- What is needed: Look through the data below and, wherever a line carries the word "itself", please copy that line.

- Material for the task:
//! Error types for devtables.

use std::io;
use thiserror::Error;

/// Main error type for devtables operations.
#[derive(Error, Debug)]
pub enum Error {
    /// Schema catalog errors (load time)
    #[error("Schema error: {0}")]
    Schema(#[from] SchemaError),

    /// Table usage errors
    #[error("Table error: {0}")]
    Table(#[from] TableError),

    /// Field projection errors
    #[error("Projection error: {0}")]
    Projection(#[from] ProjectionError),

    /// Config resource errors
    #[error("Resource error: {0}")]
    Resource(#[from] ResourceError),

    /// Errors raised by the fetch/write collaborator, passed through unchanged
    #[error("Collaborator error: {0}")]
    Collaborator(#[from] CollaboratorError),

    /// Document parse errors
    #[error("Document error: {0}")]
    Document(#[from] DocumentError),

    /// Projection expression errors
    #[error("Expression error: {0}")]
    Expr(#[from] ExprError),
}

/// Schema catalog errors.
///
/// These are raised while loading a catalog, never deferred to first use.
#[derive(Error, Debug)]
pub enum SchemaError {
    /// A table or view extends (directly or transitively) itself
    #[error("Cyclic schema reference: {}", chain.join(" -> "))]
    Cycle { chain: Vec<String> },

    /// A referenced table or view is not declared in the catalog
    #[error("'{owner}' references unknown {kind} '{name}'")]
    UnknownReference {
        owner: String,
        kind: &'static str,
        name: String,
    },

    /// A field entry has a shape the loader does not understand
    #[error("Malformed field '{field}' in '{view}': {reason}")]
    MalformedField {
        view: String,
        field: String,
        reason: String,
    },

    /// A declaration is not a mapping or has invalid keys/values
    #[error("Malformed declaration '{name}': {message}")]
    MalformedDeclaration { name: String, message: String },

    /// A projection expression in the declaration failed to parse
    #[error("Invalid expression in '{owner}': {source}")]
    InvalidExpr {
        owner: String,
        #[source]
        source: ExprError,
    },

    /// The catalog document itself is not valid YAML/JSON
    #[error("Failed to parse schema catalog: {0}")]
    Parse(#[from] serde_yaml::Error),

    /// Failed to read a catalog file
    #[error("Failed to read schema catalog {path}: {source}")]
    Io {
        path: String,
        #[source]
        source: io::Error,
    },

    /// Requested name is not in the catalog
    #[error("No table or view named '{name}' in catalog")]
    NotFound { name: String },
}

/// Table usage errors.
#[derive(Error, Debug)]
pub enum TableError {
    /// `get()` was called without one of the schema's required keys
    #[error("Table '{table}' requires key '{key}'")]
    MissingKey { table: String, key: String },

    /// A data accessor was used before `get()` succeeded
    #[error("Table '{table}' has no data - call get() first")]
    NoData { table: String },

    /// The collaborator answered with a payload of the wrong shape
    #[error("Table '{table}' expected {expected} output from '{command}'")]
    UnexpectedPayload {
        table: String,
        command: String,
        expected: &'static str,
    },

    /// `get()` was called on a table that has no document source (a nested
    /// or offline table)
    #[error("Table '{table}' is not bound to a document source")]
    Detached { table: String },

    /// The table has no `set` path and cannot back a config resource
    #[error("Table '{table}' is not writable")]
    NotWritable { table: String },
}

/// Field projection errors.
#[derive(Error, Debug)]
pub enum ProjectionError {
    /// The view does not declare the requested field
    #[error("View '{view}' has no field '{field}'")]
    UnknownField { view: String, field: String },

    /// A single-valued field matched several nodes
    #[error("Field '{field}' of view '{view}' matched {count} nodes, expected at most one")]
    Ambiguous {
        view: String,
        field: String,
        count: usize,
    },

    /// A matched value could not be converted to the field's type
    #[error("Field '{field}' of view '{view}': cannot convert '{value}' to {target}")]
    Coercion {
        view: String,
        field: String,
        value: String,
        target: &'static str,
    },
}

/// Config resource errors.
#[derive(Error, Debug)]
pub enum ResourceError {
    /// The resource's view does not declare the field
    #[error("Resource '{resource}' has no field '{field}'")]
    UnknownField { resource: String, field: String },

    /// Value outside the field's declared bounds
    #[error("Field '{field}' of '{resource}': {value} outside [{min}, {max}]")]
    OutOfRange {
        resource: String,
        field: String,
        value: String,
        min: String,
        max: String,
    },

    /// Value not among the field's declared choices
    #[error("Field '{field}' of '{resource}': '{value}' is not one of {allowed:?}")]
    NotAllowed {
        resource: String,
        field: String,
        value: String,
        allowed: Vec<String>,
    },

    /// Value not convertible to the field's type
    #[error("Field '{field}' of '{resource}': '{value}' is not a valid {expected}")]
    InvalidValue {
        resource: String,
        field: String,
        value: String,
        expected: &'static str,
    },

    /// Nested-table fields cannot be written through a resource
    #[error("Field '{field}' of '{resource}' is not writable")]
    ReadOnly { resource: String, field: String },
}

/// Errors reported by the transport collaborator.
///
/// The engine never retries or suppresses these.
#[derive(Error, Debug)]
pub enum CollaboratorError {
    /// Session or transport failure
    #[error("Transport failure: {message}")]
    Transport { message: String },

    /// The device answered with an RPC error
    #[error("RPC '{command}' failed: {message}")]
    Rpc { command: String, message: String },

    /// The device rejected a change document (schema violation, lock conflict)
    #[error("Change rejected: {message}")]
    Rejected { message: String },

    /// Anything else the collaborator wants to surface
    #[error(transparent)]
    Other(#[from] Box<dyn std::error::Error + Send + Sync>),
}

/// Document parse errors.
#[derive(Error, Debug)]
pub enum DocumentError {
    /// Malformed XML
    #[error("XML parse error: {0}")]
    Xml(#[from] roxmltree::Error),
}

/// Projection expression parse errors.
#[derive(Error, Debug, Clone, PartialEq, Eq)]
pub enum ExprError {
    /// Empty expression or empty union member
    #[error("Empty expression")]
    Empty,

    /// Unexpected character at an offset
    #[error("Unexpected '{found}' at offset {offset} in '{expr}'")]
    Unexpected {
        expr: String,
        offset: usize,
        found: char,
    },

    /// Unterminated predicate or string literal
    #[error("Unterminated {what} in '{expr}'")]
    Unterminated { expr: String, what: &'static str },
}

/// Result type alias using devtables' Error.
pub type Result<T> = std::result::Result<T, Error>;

- Task output:
    /// A table or view extends (directly or transitively) itself
    /// The catalog document itself is not valid YAML/JSON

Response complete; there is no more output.